//! Separator normalization under a fixed output capacity.
//!
//! This module rewrites paths to a single separator convention, guarantees
//! a trailing separator, and joins two fragments. Capacities are measured in
//! bytes of the resulting string.
//!
//! The two capacity-bounded operations deliberately fail in different ways:
//!
//! - [`ensure_trailing_separator`] leaves the path untouched when there is
//!   no room for the separator. Callers must treat the result as "not
//!   guaranteed to end in a separator".
//! - [`join_path`] truncates the joined result to fit.

use crate::path::separator::SeparatorConvention;

/// Rewrite every alternate separator to the primary separator.
///
/// # Examples
///
/// ```
/// use truecase::path::normalize::normalize_separators;
/// use truecase::path::SeparatorConvention;
///
/// let unix = SeparatorConvention::unix();
/// assert_eq!(normalize_separators("Maps\\Office/a.map", unix), "Maps/Office/a.map");
///
/// let windows = SeparatorConvention::windows();
/// assert_eq!(normalize_separators("Maps/Office", windows), "Maps\\Office");
/// ```
#[must_use]
pub fn normalize_separators(path: &str, sep: SeparatorConvention) -> String {
    path.chars()
        .map(|c| if c == sep.alternate() { sep.primary() } else { c })
        .collect()
}

/// Append the primary separator unless `path` already ends in a separator.
///
/// An empty path always gets a separator. If appending would take the path
/// past `capacity`, the path is returned unchanged.
///
/// # Examples
///
/// ```
/// use truecase::path::normalize::ensure_trailing_separator;
/// use truecase::path::SeparatorConvention;
///
/// let sep = SeparatorConvention::unix();
/// assert_eq!(ensure_trailing_separator("maps", 16, sep), "maps/");
/// assert_eq!(ensure_trailing_separator("maps\\", 16, sep), "maps\\");
/// assert_eq!(ensure_trailing_separator("maps", 4, sep), "maps");
/// ```
#[must_use]
pub fn ensure_trailing_separator(path: &str, capacity: usize, sep: SeparatorConvention) -> String {
    let mut out = path.to_string();
    push_trailing_separator(&mut out, capacity, sep);
    out
}

/// Join `child` onto `base` with separators between and after them.
///
/// The result is `normalize_separators(ensure_trailing_separator(base) +
/// ensure_trailing_separator(child))`. When that does not fit in
/// `capacity`, it is truncated to fit (on a character boundary).
///
/// # Examples
///
/// ```
/// use truecase::path::normalize::join_path;
/// use truecase::path::SeparatorConvention;
///
/// let sep = SeparatorConvention::unix();
/// assert_eq!(join_path("a", "b", 100, sep), "a/b/");
/// assert_eq!(join_path("base\\", "maps", 100, sep), "base/maps/");
/// assert_eq!(join_path("abc", "def", 5, sep), "abc/d");
/// ```
#[must_use]
pub fn join_path(base: &str, child: &str, capacity: usize, sep: SeparatorConvention) -> String {
    let mut joined = String::with_capacity(capacity.min(base.len() + child.len() + 2));
    push_truncated(&mut joined, base, capacity);
    push_trailing_separator(&mut joined, capacity, sep);
    push_truncated(&mut joined, child, capacity);
    push_trailing_separator(&mut joined, capacity, sep);
    normalize_separators(&joined, sep)
}

fn push_trailing_separator(path: &mut String, capacity: usize, sep: SeparatorConvention) {
    if path.chars().next_back().is_some_and(|c| sep.is_separator(c)) {
        return;
    }
    if path.len() + sep.primary().len_utf8() > capacity {
        return;
    }
    path.push(sep.primary());
}

fn push_truncated(dest: &mut String, src: &str, capacity: usize) {
    let room = capacity.saturating_sub(dest.len());
    dest.push_str(&src[..floor_char_boundary(src, room)]);
}

fn floor_char_boundary(s: &str, index: usize) -> usize {
    if index >= s.len() {
        return s.len();
    }
    (0..=index).rev().find(|&i| s.is_char_boundary(i)).unwrap_or(0)
}
//! Command to list the entries of a directory.

use crate::error::CliError;
use crate::utils::GlobalOptions;
use clap::Args;
use std::path::PathBuf;
use truecase::path::entries::list;

/// List the visible entries of a directory in the order the filesystem
/// reports them.
///
/// Directories are printed with a trailing `/`. Entries whose names begin
/// with `.` are not shown, since resolution never matches them.
#[derive(Args)]
pub struct ListCommand {
    /// Directory to list
    #[arg(value_name = "DIR")]
    pub dir: PathBuf,
}

impl ListCommand {
    pub fn execute(self, _global: &GlobalOptions) -> Result<(), CliError> {
        if self.dir.as_os_str().is_empty() {
            return Err(CliError::InvalidArguments(
                "directory must not be empty".to_string(),
            ));
        }

        for entry in list(&self.dir)? {
            let entry = entry?;
            if entry.is_directory() {
                println!("{}/", entry.name());
            } else {
                println!("{}", entry.name());
            }
        }
        Ok(())
    }
}
//! CLI-specific error types with exit codes.
//!
//! This module defines error types specific to the CLI layer,
//! wrapping library errors and providing appropriate exit codes.

use std::fmt;
use truecase::{Error as LibError, ErrorKind};

/// CLI-specific error type with exit code mapping.
#[derive(Debug)]
pub enum CliError {
    /// Library error (wrapped).
    Library(LibError),

    /// Invalid command-line arguments.
    InvalidArguments(String),

    /// I/O error.
    Io(std::io::Error),

    /// Configuration error.
    Config(String),
}

impl CliError {
    /// Get the appropriate exit code for this error.
    ///
    /// Exit codes:
    /// - 0: Success (not an error)
    /// - 1: Semantic failure (component not found, not a directory)
    /// - 3: Base directory not found
    /// - 4: Invalid arguments or buffer too small
    /// - 5: I/O error
    /// - 6: Other library error
    /// - 7: Configuration error
    pub fn exit_code(&self) -> i32 {
        match self {
            CliError::Library(lib_err) => match lib_err.kind() {
                ErrorKind::ComponentNotFound | ErrorKind::NotADirectory => 1,
                ErrorKind::DirectoryNotFound => 3,
                ErrorKind::InvalidInput | ErrorKind::EmptyPath | ErrorKind::BufferTooSmall => 4,
                ErrorKind::Io => 5,
                ErrorKind::Configuration => 7,
            },
            CliError::InvalidArguments(_) => 4,
            CliError::Io(_) => 5,
            CliError::Config(_) => 7,
        }
    }
}

impl fmt::Display for CliError {
    fn fmt(&self, f: &mut fmt::Formatter<'_>) -> fmt::Result {
        match self {
            CliError::Library(e) => write!(f, "{e}"),
            CliError::InvalidArguments(msg) => write!(f, "Invalid arguments: {msg}"),
            CliError::Io(e) => write!(f, "I/O error: {e}"),
            CliError::Config(msg) => write!(f, "Configuration error: {msg}"),
        }
    }
}

impl std::error::Error for CliError {
    fn source(&self) -> Option<&(dyn std::error::Error + 'static)> {
        match self {
            CliError::Library(e) => Some(e),
            CliError::Io(e) => Some(e),
            _ => None,
        }
    }
}

impl From<LibError> for CliError {
    fn from(e: LibError) -> Self {
        CliError::Library(e)
    }
}

impl From<std::io::Error> for CliError {
    fn from(e: std::io::Error) -> Self {
        CliError::Io(e)
    }
}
────────────────────
YOUR ASSIGNMENT => Return the lines above that include the string "ErrorKind".

ANSWER BOX =>
use truecase::{Error as LibError, ErrorKind};
                ErrorKind::ComponentNotFound | ErrorKind::NotADirectory => 1,
                ErrorKind::DirectoryNotFound => 3,
                ErrorKind::InvalidInput | ErrorKind::EmptyPath | ErrorKind::BufferTooSmall => 4,
                ErrorKind::Io => 5,
                ErrorKind::Configuration => 7,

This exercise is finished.